» Task instructions: For the entries below, the expected answer is the line with "filename src/observability/mod.rs", the line with "use crate::errors::Result;", and every line between them, exactly as written, and nothing more.

» Records provided:
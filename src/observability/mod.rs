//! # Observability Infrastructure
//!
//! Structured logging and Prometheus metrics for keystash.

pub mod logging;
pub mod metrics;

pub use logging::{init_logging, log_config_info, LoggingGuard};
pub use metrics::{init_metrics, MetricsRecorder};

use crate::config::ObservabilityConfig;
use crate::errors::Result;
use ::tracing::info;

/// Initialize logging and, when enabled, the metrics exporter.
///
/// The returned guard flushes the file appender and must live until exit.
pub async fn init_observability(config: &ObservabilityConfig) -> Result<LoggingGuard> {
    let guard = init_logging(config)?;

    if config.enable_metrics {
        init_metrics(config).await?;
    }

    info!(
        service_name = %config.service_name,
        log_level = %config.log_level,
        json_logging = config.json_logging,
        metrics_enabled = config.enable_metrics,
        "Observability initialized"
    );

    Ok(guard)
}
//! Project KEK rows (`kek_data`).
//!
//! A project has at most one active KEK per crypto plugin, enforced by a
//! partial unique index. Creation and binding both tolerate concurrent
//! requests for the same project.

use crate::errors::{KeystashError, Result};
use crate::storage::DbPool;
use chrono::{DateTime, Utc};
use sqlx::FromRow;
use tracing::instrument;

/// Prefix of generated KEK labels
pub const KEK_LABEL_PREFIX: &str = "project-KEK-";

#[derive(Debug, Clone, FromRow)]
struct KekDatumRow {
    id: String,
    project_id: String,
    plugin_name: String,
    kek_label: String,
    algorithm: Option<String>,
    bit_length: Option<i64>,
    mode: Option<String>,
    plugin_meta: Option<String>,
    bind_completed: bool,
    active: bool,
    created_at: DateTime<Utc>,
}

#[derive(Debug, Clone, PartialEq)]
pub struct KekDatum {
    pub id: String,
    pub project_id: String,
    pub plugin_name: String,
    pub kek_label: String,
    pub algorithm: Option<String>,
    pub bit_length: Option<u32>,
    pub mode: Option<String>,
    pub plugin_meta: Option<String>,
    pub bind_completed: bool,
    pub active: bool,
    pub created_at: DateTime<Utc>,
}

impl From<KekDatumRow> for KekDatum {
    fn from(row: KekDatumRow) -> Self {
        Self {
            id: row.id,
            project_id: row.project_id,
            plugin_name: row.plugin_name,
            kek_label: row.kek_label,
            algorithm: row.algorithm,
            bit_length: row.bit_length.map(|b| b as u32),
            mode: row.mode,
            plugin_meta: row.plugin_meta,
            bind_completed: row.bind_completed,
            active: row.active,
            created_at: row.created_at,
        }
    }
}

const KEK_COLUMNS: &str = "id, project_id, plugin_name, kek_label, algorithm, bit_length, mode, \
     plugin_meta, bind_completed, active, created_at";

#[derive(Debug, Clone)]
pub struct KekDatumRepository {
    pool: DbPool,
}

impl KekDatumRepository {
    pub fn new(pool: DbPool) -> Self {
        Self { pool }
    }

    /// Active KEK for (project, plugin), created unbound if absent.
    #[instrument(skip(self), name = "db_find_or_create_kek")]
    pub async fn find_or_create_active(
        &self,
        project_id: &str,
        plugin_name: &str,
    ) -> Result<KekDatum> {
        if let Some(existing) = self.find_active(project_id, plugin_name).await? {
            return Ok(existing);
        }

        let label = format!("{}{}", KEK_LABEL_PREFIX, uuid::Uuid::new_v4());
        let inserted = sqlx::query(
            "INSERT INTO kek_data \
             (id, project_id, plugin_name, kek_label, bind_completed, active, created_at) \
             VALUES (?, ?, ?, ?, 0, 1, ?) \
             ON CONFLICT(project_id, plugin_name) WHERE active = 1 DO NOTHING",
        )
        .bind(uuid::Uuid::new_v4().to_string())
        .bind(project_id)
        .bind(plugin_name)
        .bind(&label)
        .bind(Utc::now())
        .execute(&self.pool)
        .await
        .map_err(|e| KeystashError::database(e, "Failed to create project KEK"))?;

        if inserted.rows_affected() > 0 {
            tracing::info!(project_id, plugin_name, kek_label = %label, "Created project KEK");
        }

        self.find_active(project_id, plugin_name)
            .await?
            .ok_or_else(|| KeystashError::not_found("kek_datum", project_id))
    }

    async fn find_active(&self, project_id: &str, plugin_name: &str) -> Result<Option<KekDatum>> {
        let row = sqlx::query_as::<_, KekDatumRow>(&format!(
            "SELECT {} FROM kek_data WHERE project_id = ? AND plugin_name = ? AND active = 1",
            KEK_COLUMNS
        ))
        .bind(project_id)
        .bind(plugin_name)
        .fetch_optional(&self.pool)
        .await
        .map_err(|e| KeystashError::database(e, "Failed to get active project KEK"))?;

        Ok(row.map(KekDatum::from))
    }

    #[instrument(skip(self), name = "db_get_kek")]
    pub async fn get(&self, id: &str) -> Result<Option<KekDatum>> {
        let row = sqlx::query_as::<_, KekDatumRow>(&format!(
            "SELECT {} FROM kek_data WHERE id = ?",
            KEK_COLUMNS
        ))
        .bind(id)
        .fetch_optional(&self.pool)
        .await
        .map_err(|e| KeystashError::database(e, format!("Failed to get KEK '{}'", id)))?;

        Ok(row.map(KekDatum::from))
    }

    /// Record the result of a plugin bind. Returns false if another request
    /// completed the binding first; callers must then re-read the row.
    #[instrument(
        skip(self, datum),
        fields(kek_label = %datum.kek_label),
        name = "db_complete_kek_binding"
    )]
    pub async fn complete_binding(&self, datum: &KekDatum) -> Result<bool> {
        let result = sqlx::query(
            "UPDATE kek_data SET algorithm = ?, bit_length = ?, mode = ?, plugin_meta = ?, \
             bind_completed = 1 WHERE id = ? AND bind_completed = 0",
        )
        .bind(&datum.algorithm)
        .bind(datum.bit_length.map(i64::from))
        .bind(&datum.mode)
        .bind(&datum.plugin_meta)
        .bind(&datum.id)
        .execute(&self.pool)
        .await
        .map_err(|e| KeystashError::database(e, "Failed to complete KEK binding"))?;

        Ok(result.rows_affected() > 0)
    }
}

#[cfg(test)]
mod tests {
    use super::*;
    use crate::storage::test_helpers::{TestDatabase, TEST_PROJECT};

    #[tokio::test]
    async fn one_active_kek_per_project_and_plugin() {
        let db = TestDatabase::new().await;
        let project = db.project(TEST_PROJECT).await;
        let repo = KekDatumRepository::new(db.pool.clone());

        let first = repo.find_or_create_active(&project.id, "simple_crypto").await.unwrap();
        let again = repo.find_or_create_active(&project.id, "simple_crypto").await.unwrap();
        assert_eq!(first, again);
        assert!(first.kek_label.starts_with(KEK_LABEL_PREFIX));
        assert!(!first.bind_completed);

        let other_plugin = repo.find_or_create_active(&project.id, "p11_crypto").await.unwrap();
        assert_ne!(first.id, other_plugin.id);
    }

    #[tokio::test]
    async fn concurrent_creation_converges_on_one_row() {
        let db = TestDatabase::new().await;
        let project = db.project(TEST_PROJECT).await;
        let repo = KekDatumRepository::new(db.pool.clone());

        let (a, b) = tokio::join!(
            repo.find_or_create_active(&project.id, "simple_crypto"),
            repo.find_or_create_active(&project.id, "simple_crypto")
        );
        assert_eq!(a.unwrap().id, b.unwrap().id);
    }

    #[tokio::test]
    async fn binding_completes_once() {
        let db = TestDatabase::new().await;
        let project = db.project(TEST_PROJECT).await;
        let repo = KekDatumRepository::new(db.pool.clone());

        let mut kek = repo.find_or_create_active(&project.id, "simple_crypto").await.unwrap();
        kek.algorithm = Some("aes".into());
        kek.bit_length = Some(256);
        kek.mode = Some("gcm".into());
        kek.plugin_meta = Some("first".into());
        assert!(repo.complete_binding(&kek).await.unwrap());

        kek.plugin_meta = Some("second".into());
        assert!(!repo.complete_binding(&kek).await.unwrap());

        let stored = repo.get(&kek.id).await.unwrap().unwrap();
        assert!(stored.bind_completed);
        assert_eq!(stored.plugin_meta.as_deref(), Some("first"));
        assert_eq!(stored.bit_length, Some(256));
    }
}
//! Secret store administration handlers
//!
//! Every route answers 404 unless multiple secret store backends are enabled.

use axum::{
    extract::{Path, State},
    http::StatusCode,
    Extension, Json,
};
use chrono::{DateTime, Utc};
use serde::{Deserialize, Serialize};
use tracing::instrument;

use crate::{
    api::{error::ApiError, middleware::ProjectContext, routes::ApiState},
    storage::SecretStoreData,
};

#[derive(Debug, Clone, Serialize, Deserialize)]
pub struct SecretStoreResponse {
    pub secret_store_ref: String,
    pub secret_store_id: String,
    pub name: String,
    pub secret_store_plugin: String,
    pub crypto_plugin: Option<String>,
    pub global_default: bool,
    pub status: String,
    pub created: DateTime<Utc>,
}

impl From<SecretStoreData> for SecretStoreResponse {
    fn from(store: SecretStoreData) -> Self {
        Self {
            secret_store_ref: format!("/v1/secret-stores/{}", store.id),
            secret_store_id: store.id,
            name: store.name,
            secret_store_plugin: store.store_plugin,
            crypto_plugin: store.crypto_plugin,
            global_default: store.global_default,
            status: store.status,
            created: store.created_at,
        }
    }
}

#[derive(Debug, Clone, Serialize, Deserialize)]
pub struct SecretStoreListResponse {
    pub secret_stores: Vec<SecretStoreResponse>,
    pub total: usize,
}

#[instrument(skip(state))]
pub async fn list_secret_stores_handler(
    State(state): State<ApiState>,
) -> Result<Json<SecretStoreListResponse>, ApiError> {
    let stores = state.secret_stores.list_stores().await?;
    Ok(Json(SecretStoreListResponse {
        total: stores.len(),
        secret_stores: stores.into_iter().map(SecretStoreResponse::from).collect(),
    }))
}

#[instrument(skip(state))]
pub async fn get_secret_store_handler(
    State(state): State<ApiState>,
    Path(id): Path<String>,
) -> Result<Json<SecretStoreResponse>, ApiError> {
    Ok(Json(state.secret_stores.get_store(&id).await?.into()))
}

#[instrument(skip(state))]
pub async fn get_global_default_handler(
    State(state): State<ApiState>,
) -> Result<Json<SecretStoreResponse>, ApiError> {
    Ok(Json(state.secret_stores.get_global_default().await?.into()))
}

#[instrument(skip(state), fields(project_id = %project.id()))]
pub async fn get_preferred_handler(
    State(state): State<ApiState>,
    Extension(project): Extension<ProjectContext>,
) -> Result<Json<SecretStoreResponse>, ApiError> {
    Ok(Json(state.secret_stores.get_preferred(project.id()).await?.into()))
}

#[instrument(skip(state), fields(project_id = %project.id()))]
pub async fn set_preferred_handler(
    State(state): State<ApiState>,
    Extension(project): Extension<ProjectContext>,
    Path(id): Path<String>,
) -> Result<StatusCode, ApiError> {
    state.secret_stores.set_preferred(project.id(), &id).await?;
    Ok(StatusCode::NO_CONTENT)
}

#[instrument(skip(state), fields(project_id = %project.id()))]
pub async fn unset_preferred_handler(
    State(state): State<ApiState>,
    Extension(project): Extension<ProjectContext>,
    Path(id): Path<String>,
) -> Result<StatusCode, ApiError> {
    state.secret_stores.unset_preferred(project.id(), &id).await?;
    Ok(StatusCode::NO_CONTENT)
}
...
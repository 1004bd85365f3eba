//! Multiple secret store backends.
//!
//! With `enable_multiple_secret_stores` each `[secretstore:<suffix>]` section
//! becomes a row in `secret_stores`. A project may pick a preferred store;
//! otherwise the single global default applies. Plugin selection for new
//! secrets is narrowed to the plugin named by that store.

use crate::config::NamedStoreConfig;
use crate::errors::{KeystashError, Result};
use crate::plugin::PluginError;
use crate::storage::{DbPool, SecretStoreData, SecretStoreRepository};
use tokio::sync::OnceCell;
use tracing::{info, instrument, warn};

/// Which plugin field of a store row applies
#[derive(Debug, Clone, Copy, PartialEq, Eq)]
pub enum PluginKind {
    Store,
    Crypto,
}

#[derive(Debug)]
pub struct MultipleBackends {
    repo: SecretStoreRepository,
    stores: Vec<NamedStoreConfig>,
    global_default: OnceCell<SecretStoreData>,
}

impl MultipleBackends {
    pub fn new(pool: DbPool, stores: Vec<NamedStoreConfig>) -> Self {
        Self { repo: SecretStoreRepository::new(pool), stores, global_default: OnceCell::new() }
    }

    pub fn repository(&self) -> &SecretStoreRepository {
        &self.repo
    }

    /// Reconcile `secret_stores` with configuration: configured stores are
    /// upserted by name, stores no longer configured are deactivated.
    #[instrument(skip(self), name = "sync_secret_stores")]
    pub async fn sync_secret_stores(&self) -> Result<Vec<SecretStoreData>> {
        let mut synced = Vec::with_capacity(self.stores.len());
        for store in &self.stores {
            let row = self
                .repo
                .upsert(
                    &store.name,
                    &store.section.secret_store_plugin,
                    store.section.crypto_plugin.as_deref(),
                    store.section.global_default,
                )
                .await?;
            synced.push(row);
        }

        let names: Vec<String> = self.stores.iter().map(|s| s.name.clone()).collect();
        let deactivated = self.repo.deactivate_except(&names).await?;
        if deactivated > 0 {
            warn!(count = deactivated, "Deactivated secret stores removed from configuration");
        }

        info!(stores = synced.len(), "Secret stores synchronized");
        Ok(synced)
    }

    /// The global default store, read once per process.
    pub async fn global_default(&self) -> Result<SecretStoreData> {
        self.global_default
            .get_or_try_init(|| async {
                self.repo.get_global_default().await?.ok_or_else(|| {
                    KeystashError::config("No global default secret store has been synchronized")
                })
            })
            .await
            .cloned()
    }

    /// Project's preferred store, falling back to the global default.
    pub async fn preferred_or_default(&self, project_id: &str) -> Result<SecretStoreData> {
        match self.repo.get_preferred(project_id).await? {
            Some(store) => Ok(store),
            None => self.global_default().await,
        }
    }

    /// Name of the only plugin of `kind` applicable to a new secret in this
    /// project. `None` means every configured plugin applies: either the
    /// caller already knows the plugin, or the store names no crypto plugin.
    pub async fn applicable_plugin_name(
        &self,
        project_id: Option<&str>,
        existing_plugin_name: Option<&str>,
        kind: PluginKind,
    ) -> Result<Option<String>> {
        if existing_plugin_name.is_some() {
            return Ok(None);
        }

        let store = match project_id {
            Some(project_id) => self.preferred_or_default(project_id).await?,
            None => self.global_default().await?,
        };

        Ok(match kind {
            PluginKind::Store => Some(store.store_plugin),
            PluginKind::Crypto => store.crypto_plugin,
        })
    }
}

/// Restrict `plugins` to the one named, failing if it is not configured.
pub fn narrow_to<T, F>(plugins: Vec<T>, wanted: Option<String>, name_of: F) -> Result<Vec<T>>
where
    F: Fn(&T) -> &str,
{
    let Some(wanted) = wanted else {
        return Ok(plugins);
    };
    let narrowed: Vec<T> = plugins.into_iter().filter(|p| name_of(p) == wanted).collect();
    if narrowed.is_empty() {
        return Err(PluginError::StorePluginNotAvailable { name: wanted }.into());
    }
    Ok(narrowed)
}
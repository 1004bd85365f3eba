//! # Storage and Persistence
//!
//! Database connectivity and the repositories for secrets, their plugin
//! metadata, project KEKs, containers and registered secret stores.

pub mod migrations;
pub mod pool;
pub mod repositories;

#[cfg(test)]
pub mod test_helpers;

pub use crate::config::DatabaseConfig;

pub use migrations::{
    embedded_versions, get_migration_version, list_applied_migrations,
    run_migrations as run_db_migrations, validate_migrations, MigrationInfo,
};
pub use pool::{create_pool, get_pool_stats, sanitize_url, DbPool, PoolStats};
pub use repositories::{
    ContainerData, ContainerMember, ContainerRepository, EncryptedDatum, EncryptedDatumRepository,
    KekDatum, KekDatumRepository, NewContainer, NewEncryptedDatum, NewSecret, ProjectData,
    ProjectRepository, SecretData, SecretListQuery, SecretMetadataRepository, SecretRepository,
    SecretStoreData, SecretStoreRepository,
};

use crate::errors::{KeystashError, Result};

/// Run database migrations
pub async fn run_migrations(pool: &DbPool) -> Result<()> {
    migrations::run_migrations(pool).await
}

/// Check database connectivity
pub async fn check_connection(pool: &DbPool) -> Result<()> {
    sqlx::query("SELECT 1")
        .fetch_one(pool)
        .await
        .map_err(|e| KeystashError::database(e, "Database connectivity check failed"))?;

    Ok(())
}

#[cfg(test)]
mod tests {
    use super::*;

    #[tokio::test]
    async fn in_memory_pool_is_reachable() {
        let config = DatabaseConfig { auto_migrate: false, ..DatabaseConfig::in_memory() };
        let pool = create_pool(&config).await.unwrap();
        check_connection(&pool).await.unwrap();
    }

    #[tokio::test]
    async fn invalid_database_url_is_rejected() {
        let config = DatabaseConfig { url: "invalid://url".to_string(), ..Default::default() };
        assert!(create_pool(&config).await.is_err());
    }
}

» Completed exercise:
filename src/observability/mod.rs
//! # Observability Infrastructure
//!
//! Structured logging and Prometheus metrics for keystash.

pub mod logging;
pub mod metrics;

pub use logging::{init_logging, log_config_info, LoggingGuard};
pub use metrics::{init_metrics, MetricsRecorder};

use crate::config::ObservabilityConfig;
use crate::errors::Result;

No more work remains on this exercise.